Every line containing the string "Depth" is to be copied from the records.

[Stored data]

--- START ---

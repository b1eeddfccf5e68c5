//! Geometry of simplicial cells: affine maps, Jacobians and point containment.

pub mod simplex;

pub use simplex::{ElementGeometry, LOCATE_TOLERANCE};
use criterion::{BenchmarkId, Criterion, black_box, criterion_group, criterion_main};

use sieve_bundle::algs::communicator::NoComm;
use sieve_bundle::mesh::{Mesh, MeshBuilder};

/// `n × n` unit squares, each split into two triangles.
fn triangulated_grid(n: usize) -> Mesh {
    let mut cells = Vec::with_capacity(2 * n * n);
    for j in 0..n {
        for i in 0..n {
            let v = j * (n + 1) + i;
            cells.push(vec![v, v + 1, v + n + 1]);
            cells.push(vec![v + n + 2, v + n + 1, v + 1]);
        }
    }
    let h = 1.0 / n as f64;
    let mut coords = Vec::with_capacity(2 * (n + 1) * (n + 1));
    for j in 0..=n {
        for i in 0..=n {
            coords.push(i as f64 * h);
            coords.push(j as f64 * h);
        }
    }
    MeshBuilder::from_cells(NoComm, 2, &cells, &coords, 2, 0).expect("valid grid")
}

fn bench_locate(c: &mut Criterion) {
    let mut group = c.benchmark_group("locate_point");

    for &n in &[8usize, 32] {
        let mesh = triangulated_grid(n);
        group.bench_with_input(BenchmarkId::new("near_origin", n), &n, |b, _| {
            b.iter(|| black_box(mesh.locate_point(0, black_box(&[0.01, 0.01]))))
        });
        group.bench_with_input(BenchmarkId::new("far_corner", n), &n, |b, _| {
            b.iter(|| black_box(mesh.locate_point(0, black_box(&[0.99, 0.99]))))
        });
        group.bench_with_input(BenchmarkId::new("max_volume", n), &n, |b, _| {
            b.iter(|| black_box(mesh.get_max_volume()))
        });
    }
    group.finish();
}

fn bench_stratify(c: &mut Criterion) {
    let mut group = c.benchmark_group("stratify");
    for &n in &[32usize, 64] {
        let mesh = triangulated_grid(n);
        group.bench_with_input(BenchmarkId::from_parameter(n), &n, |b, _| {
            b.iter_batched(
                || {
                    let mut t = sieve_bundle::topology::Topology::new(0);
                    for &cell in mesh.topology().height_stratum(0, 0).expect("stratified") {
                        for (k, v) in mesh.topology().cone(0, cell).enumerate() {
                            t.add_arrow(0, cell, v, k as i32);
                        }
                    }
                    t
                },
                |mut t| black_box(t.stratify()),
                criterion::BatchSize::LargeInput,
            )
        });
    }
    group.finish();
}

criterion_group!(benches, bench_locate, bench_stratify);
criterion_main!(benches);
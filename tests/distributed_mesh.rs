mod util;
use sieve_bundle::prelude::*;
use util::*;

#[test]
fn vertex_numbering_spans_both_ranks() {
    let out = run_ranks(2, |comm| {
        let mesh = split_strip(comm);
        let n = mesh.numbering(0, &PointSelector::Depth(0)).unwrap();
        let idx: Vec<Option<u64>> = (1..=3).map(|p| n.index(pid(p))).collect();
        (n.global_size(), n.local_size(), n.offset(), idx, n.is_owned(pid(1)))
    });
    // rank 0 owns all of its vertices
    assert_eq!(out[0], (4, 3, 0, vec![Some(0), Some(1), Some(2)], true));
    // rank 1 owns only global vertex 3; its ghosts carry rank 0's numbers
    assert_eq!(out[1], (4, 1, 3, vec![Some(1), Some(3), Some(2)], false));
}

#[test]
fn cell_numbering_is_disjoint() {
    let out = run_ranks(2, |comm| {
        let mesh = split_strip(comm);
        let n = mesh.numbering(0, &PointSelector::All).unwrap();
        (n.global_size(), n.index(pid(0)))
    });
    // 2 cells + 4 vertices
    assert_eq!(out[0].0, 6);
    assert_eq!(out[1].0, 6);
    assert_ne!(out[0].1, out[1].1);
}

#[test]
fn repeated_numbering_is_served_from_cache() {
    let out = run_ranks(2, |comm| {
        let mesh = split_strip(comm);
        let a = mesh.numbering(0, &PointSelector::Depth(0)).unwrap();
        let b = mesh.numbering(0, &PointSelector::Depth(0)).unwrap();
        (std::sync::Arc::ptr_eq(&a, &b), mesh.factory().computations())
    });
    assert_eq!(out, vec![(true, 1), (true, 1)]);
}

#[test]
fn owner_values_overwrite_ghosts() {
    let out = run_ranks(2, |comm| {
        let mut mesh = split_strip(comm);
        let rank = mesh.rank() as f64;
        mesh.discretization_mut().set_num_dof(0, 2);
        mesh.setup_named_field("u").unwrap();
        let u = mesh.get_real_section("u");
        for p in 1..=3 {
            u.update(0, pid(p), &[rank * 10.0 + p as f64, -1.0]).unwrap();
        }
        mesh.complete_real_section::<CopyDelta>("u", 0).unwrap();
        let u = mesh.real_section("u").unwrap();
        (1..=3)
            .map(|p| u.restrict(0, pid(p)).unwrap().to_vec())
            .collect::<Vec<_>>()
    });
    assert_eq!(out[0], vec![vec![1.0, -1.0], vec![2.0, -1.0], vec![3.0, -1.0]]);
    // rank 1 point 1 aliases rank 0 point 2, point 3 aliases point 3
    assert_eq!(out[1], vec![vec![2.0, -1.0], vec![12.0, -1.0], vec![3.0, -1.0]]);
}

#[test]
fn additive_completion_accumulates_on_owner() {
    let out = run_ranks(2, |comm| {
        let mut section = Section::<f64>::new();
        for p in 1..=3 {
            section.set_fiber_dimension(0, pid(p), 1).unwrap();
        }
        section.allocate().unwrap();
        section.fill(1.0).unwrap();
        // ghosts push to the owner, so invert the owner-to-ghost overlaps
        let owner_view = split_strip(comm);
        let ov = owner_view.topology().overlaps();
        let reversed = OverlapPair { send: ov.recv.clone(), recv: ov.send.clone() };
        complete_section::<f64, AddDelta, _>(&mut section, 0, &reversed, owner_view.comm()).unwrap();
        (1..=3)
            .map(|p| section.restrict(0, pid(p)).unwrap()[0])
            .collect::<Vec<_>>()
    });
    assert_eq!(out[0], vec![1.0, 2.0, 2.0]);
    assert_eq!(out[1], vec![1.0, 1.0, 1.0]);
}

#[test]
fn geometry_is_local_to_each_rank() {
    let out = run_ranks(2, |comm| {
        let mesh = split_strip(comm);
        (
            mesh.locate_point(0, &[0.25, 0.25]).is_ok(),
            mesh.locate_point(0, &[0.75, 0.75]).is_ok(),
            mesh.get_max_volume().unwrap(),
        )
    });
    assert_eq!(out[0], (true, false, 0.25));
    assert_eq!(out[1], (false, true, 0.25));
}

#[test]
fn completing_twice_changes_nothing() {
    let out = run_ranks(2, |comm| {
        let mut mesh = split_strip(comm);
        let rank = mesh.rank() as f64;
        mesh.discretization_mut().set_num_dof(0, 1);
        mesh.setup_named_field("u").unwrap();
        let u = mesh.get_real_section("u");
        for p in 1..=3 {
            u.update(0, pid(p), &[rank * 10.0 + p as f64]).unwrap();
        }
        let snapshot = |m: &Mesh<ThreadComm>| {
            let u = m.real_section("u").unwrap();
            (1..=3)
                .map(|p| u.restrict(0, pid(p)).unwrap()[0])
                .collect::<Vec<_>>()
        };
        mesh.complete_real_section::<CopyDelta>("u", 0).unwrap();
        let once = snapshot(&mesh);
        mesh.complete_real_section::<CopyDelta>("u", 0).unwrap();
        (once, snapshot(&mesh))
    });
    for (once, twice) in &out {
        assert_eq!(once, twice);
    }
    assert_eq!(out[1].0, vec![2.0, 12.0, 3.0]);
}

#[test]
fn empty_bc_table_distributes_as_a_no_op() {
    let out = run_ranks(2, |comm| {
        let mut mesh = split_strip(comm);
        if mesh.rank() == 1 {
            mesh.set_bc_value(4, BcValue::new(1.0, 2.0, 3.0, 4.0));
        }
        mesh.distribute_bc_values().unwrap();
        mesh.bc_values().clone()
    });
    assert!(out[0].is_empty());
    assert_eq!(out[1].len(), 1);
    assert_eq!(out[1][&4], BcValue::new(1.0, 2.0, 3.0, 4.0));
}

#[test]
fn full_bc_table_reaches_every_rank() {
    let out = run_ranks(2, |comm| {
        let mut mesh = split_strip(comm);
        if mesh.rank() == 0 {
            for id in 0..16 {
                let x = id as f64;
                mesh.set_bc_value(3 * id - 20, BcValue::new(x, -x, 0.5 * x, 1.0e5 + x));
            }
        }
        mesh.distribute_bc_values().unwrap();
        mesh.bc_values().clone()
    });
    assert_eq!(out[0].len(), 16);
    assert_eq!(out[0], out[1]);
    assert_eq!(out[1][&-20], BcValue::new(0.0, -0.0, 0.0, 1.0e5));
}
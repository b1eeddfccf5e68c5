//! Fixed, little-endian wire types for completion and distribution paths.

use bytemuck::{Pod, Zeroable};

use crate::mesh_error::MeshError;

pub fn cast_slice<T: Pod>(v: &[T]) -> &[u8] {
    bytemuck::cast_slice(v)
}

/// Decode a received byte buffer into records, tolerating any alignment.
pub fn decode_records<T: Pod>(bytes: &[u8], neighbor: usize) -> Result<Vec<T>, MeshError> {
    let size = std::mem::size_of::<T>();
    if size == 0 {
        return Ok(Vec::new());
    }
    if bytes.len() % size != 0 {
        return Err(MeshError::CommError {
            neighbor,
            message: format!(
                "payload of {} bytes is not a whole number of {size}-byte records",
                bytes.len()
            ),
        });
    }
    Ok(bytes
        .chunks_exact(size)
        .map(bytemuck::pod_read_unaligned::<T>)
        .collect())
}

pub fn expect_exact_len(actual: usize, expected: usize) -> Result<(), String> {
    if actual == expected {
        Ok(())
    } else {
        Err(format!("expected {expected} bytes, got {actual}"))
    }
}

/// Item count carried ahead of a payload.
#[repr(C)]
#[derive(Copy, Clone, Debug, Pod, Zeroable)]
pub struct WireCount {
    pub n_le: u32,
}

impl WireCount {
    /// Fails with [`MeshError::CountOverflow`] when `n` exceeds `u32::MAX`.
    pub fn new(n: usize) -> Result<Self, MeshError> {
        let n = u32::try_from(n).map_err(|_| MeshError::CountOverflow(n))?;
        Ok(Self { n_le: n.to_le() })
    }
    pub fn get(&self) -> usize {
        u32::from_le(self.n_le) as usize
    }
}

/// A global number (i64) carried on the wire.
#[repr(C)]
#[derive(Copy, Clone, Debug, Pod, Zeroable)]
pub struct WireIndex {
    pub n_le: u64,
}

impl WireIndex {
    pub fn new(n: u64) -> Self {
        Self { n_le: n.to_le() }
    }
    pub fn get(&self) -> u64 {
        u64::from_le(self.n_le)
    }
}

/// One boundary-value table entry: function id and `(rho, u, v, p)`.
#[repr(C)]
#[derive(Copy, Clone, Debug, Pod, Zeroable)]
pub struct WireBcEntry {
    pub id_le: i32,
    pub reserved_le: u32, // keep zero
    pub values_le: [u64; 4],
}

impl WireBcEntry {
    pub fn new(id: i32, values: [f64; 4]) -> Self {
        Self {
            id_le: id.to_le(),
            reserved_le: 0,
            values_le: values.map(|v| v.to_bits().to_le()),
        }
    }
    pub fn id(&self) -> i32 {
        i32::from_le(self.id_le)
    }
    pub fn values(&self) -> [f64; 4] {
        self.values_le.map(|v| f64::from_bits(u64::from_le(v)))
    }
}
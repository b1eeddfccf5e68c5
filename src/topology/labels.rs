//! Point label storage for topology metadata.
//!
//! A [`Label`] is a named partial map `PointId → i32` marker, used for boundary
//! markers and similar integer annotations. Labels live per patch in a
//! [`LabelSet`] and must be created before values are written.

use std::collections::{BTreeMap, HashMap};

use crate::topology::point::PointId;

/// One named label: a partial map from points to integer markers.
#[derive(Clone, Debug, Default, PartialEq, Eq)]
pub struct Label {
    values: HashMap<PointId, i32>,
}

impl Label {
    /// Assigns `marker` to `point`, returning the previous marker, if any.
    pub fn set_value(&mut self, point: PointId, marker: i32) -> Option<i32> {
        self.values.insert(point, marker)
    }

    /// Marker of `point`, if labelled.
    pub fn value(&self, point: PointId) -> Option<i32> {
        self.values.get(&point).copied()
    }

    /// All points with `marker`, sorted by point id.
    pub fn stratum(&self, marker: i32) -> Vec<PointId> {
        let mut points: Vec<_> = self
            .values
            .iter()
            .filter_map(|(&p, &v)| (v == marker).then_some(p))
            .collect();
        points.sort_unstable();
        points
    }

    /// Distinct markers present, ascending.
    pub fn markers(&self) -> Vec<i32> {
        let mut values: Vec<i32> = self.values.values().copied().collect();
        values.sort_unstable();
        values.dedup();
        values
    }

    pub fn len(&self) -> usize {
        self.values.len()
    }

    pub fn is_empty(&self) -> bool {
        self.values.is_empty()
    }

    /// Labelled points with their markers, sorted by point id.
    pub fn iter_sorted(&self) -> Vec<(PointId, i32)> {
        let mut all: Vec<_> = self.values.iter().map(|(&p, &v)| (p, v)).collect();
        all.sort_unstable();
        all
    }
}

/// Named labels of one patch.
#[derive(Clone, Debug, Default)]
pub struct LabelSet {
    labels: BTreeMap<String, Label>,
}

impl LabelSet {
    /// Creates an empty label set.
    pub fn new() -> Self {
        Self::default()
    }

    /// Creates label `name` if absent and returns it.
    pub fn create(&mut self, name: &str) -> &mut Label {
        self.labels.entry(name.to_string()).or_default()
    }

    pub fn get(&self, name: &str) -> Option<&Label> {
        self.labels.get(name)
    }

    pub fn get_mut(&mut self, name: &str) -> Option<&mut Label> {
        self.labels.get_mut(name)
    }

    /// Points with label `name == marker` in deterministic order; empty for unknown labels.
    pub fn stratum_points(&self, name: &str, marker: i32) -> Vec<PointId> {
        self.labels
            .get(name)
            .map_or_else(Vec::new, |l| l.stratum(marker))
    }

    /// Label names, ascending.
    pub fn names(&self) -> impl Iterator<Item = &str> + '_ {
        self.labels.keys().map(String::as_str)
    }

    pub fn iter(&self) -> impl Iterator<Item = (&str, &Label)> + '_ {
        self.labels.iter().map(|(k, v)| (k.as_str(), v))
    }

    /// Returns true when no label has been created.
    pub fn is_empty(&self) -> bool {
        self.labels.is_empty()
    }
}
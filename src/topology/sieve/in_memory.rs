//! In-memory implementation of the [`Sieve`] trait.
//!
//! [`InMemorySieve`] stores both adjacency directions in hash maps of vectors,
//! so cones and supports come back in arrow insertion order. Points are also
//! kept in first-seen order, which strata and geometry use as their tie-break.

use super::sieve_trait::Sieve;
use std::collections::HashMap;
use std::hash::Hash;

/// An in-memory sieve using hash maps for adjacency storage.
///
/// # Type Parameters
/// - `P`: the type of points in the sieve.
/// - `T`: the type of payloads associated with arrows. Defaults to `()`.
#[derive(Clone, Debug)]
pub struct InMemorySieve<P, T = ()>
where
    P: Ord + std::fmt::Debug,
{
    /// Outgoing adjacency: maps each point to its (destination, payload) pairs.
    pub adjacency_out: HashMap<P, Vec<(P, T)>>,
    /// Incoming adjacency: maps each point to its (source, payload) pairs.
    pub adjacency_in: HashMap<P, Vec<(P, T)>>,
    order: Vec<P>,
}

impl<P: Copy + Eq + Hash + Ord + std::fmt::Debug, T> Default for InMemorySieve<P, T> {
    fn default() -> Self {
        Self {
            adjacency_out: HashMap::new(),
            adjacency_in: HashMap::new(),
            order: Vec::new(),
        }
    }
}

impl<P: Copy + Eq + Hash + Ord + std::fmt::Debug, T: Clone> InMemorySieve<P, T> {
    /// Creates a new, empty `InMemorySieve`.
    pub fn new() -> Self {
        Self::default()
    }

    /// Constructs an `InMemorySieve` from an iterator of arrows.
    ///
    /// ```rust
    /// use sieve_bundle::topology::sieve::{InMemorySieve, Sieve};
    /// let sieve = InMemorySieve::from_arrows(vec![(1u32, 2, "a"), (1, 3, "b")]);
    /// assert_eq!(sieve.cone(1).count(), 2);
    /// ```
    pub fn from_arrows<I: IntoIterator<Item = (P, P, T)>>(arrows: I) -> Self {
        let mut sieve = Self::default();
        for (src, dst, payload) in arrows {
            sieve.add_arrow(src, dst, payload);
        }
        sieve
    }
}

impl<P: Copy + Eq + Hash + Ord + std::fmt::Debug, T> InMemorySieve<P, T> {
    #[inline]
    pub fn contains(&self, p: P) -> bool {
        self.adjacency_out.contains_key(&p)
    }

    #[inline]
    pub fn has_arrow(&self, src: P, dst: P) -> bool {
        self.adjacency_out
            .get(&src)
            .is_some_and(|v| v.iter().any(|(d, _)| *d == dst))
    }

    /// Total number of arrows.
    pub fn num_arrows(&self) -> usize {
        self.adjacency_out.values().map(Vec::len).sum()
    }

    #[inline]
    fn touch(&mut self, p: P) {
        if !self.adjacency_out.contains_key(&p) {
            self.adjacency_out.insert(p, Vec::new());
            self.adjacency_in.insert(p, Vec::new());
            self.order.push(p);
        }
    }

    #[cfg(debug_assertions)]
    pub fn debug_assert_consistent(&self) {
        for (src, outs) in &self.adjacency_out {
            for (dst, _) in outs {
                let ok = self
                    .adjacency_in
                    .get(dst)
                    .is_some_and(|ins| ins.iter().any(|(s, _)| s == src));
                debug_assert!(
                    ok,
                    "Missing mirror in[{dst:?}] for out edge ({src:?} -> {dst:?})"
                );
            }
        }
        debug_assert_eq!(self.order.len(), self.adjacency_out.len());
    }
}

type ConeRefMapIter<'a, P, T> =
    std::iter::Map<std::slice::Iter<'a, (P, T)>, fn(&'a (P, T)) -> (P, &'a T)>;

impl<P: Copy + Eq + Hash + Ord + std::fmt::Debug, T: Clone> Sieve for InMemorySieve<P, T> {
    type Point = P;
    type Payload = T;
    type ConeIter<'a>
        = ConeRefMapIter<'a, P, T>
    where
        Self: 'a;
    type SupportIter<'a>
        = ConeRefMapIter<'a, P, T>
    where
        Self: 'a;

    fn cone<'a>(&'a self, p: P) -> Self::ConeIter<'a> {
        fn map_fn<P: Copy, T>((dst, pay): &(P, T)) -> (P, &T) {
            (*dst, pay)
        }
        let f: fn(&'a (P, T)) -> (P, &'a T) = map_fn::<P, T>;
        self.adjacency_out
            .get(&p)
            .map(|v| v.as_slice())
            .unwrap_or(&[])
            .iter()
            .map(f)
    }

    fn support<'a>(&'a self, p: P) -> Self::SupportIter<'a> {
        fn map_fn<P: Copy, T>((src, pay): &(P, T)) -> (P, &T) {
            (*src, pay)
        }
        let f: fn(&'a (P, T)) -> (P, &'a T) = map_fn::<P, T>;
        self.adjacency_in
            .get(&p)
            .map(|v| v.as_slice())
            .unwrap_or(&[])
            .iter()
            .map(f)
    }

    fn add_arrow(&mut self, src: P, dst: P, payload: T) {
        self.touch(src);
        self.touch(dst);
        let outs = self.adjacency_out.entry(src).or_default();
        if let Some(slot) = outs.iter_mut().find(|(d, _)| *d == dst) {
            slot.1 = payload.clone();
            if let Some(ins) = self.adjacency_in.get_mut(&dst) {
                if let Some(back) = ins.iter_mut().find(|(s, _)| *s == src) {
                    back.1 = payload;
                }
            }
        } else {
            outs.push((dst, payload.clone()));
            self.adjacency_in.entry(dst).or_default().push((src, payload));
        }
        #[cfg(debug_assertions)]
        self.debug_assert_consistent();
    }

    fn remove_arrow(&mut self, src: P, dst: P) -> Option<T> {
        let outs = self.adjacency_out.get_mut(&src)?;
        let pos = outs.iter().position(|(d, _)| *d == dst)?;
        let (_, payload) = outs.remove(pos);
        if let Some(ins) = self.adjacency_in.get_mut(&dst) {
            ins.retain(|(s, _)| *s != src);
        }
        Some(payload)
    }

    fn add_point(&mut self, p: P) {
        self.touch(p);
    }

    fn points<'a>(&'a self) -> Box<dyn Iterator<Item = P> + 'a> {
        Box::new(self.order.iter().copied())
    }

    fn num_points(&self) -> usize {
        self.order.len()
    }
}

--- END ---

■ **RESULT**:
        let n = mesh.numbering(0, &PointSelector::Depth(0)).unwrap();
        let a = mesh.numbering(0, &PointSelector::Depth(0)).unwrap();
        let b = mesh.numbering(0, &PointSelector::Depth(0)).unwrap();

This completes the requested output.